Work task: Each line of the data holding "index" should be found and copied.

+++ Given data +++

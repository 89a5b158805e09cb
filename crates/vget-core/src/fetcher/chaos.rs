//! Deterministic fault injection for exercising the retry and reporting
//! paths against a well-behaved origin.
//!
//! Two canonical faults: segment 0 fails its first attempt with a synthetic
//! HTTP error, and segment 1 stalls for the whole attempt window on every
//! attempt. Injected faults flow through exactly the same retry, status and
//! reporting machinery as real ones.

use std::time::Duration;

use crate::control::CancelToken;
use crate::retry::SegmentError;

/// Per-attempt wall-clock cap while chaos is active.
pub const ATTEMPT_TIMEOUT: Duration = Duration::from_secs(5);

/// Which faults to inject. The CLI's `--chaos` switches on both.
#[derive(Debug, Clone, Copy, Default, PartialEq, Eq)]
pub struct ChaosPlan {
    /// Segment 0's first attempt fails with HTTP 503.
    pub fail_first: bool,
    /// Every attempt on segment 1 stalls and times out.
    pub stall: bool,
}

impl ChaosPlan {
    /// Both canonical faults.
    pub fn all() -> Self {
        Self {
            fail_first: true,
            stall: true,
        }
    }
}

/// Returns the injected fault for this attempt, or `None` to let the real
/// transfer run. `attempt` is 1-based.
pub(super) fn inject(
    plan: ChaosPlan,
    index: usize,
    attempt: u32,
    cancel: &CancelToken,
) -> Option<SegmentError> {
    if plan.fail_first && index == 0 && attempt == 1 {
        tracing::debug!(index, attempt, "injecting synthetic HTTP 503");
        return Some(SegmentError::Http(503));
    }
    if plan.stall && index == 1 {
        tracing::debug!(index, attempt, "injecting stalled attempt");
        if !cancel.sleep_interruptible(ATTEMPT_TIMEOUT) {
            return Some(SegmentError::Cancelled);
        }
        return Some(SegmentError::Stalled {
            waited: ATTEMPT_TIMEOUT,
        });
    }
    None
}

+++

Task solution:
    index: usize,
    if plan.fail_first && index == 0 && attempt == 1 {
        tracing::debug!(index, attempt, "injecting synthetic HTTP 503");
    if plan.stall && index == 1 {
        tracing::debug!(index, attempt, "injecting stalled attempt");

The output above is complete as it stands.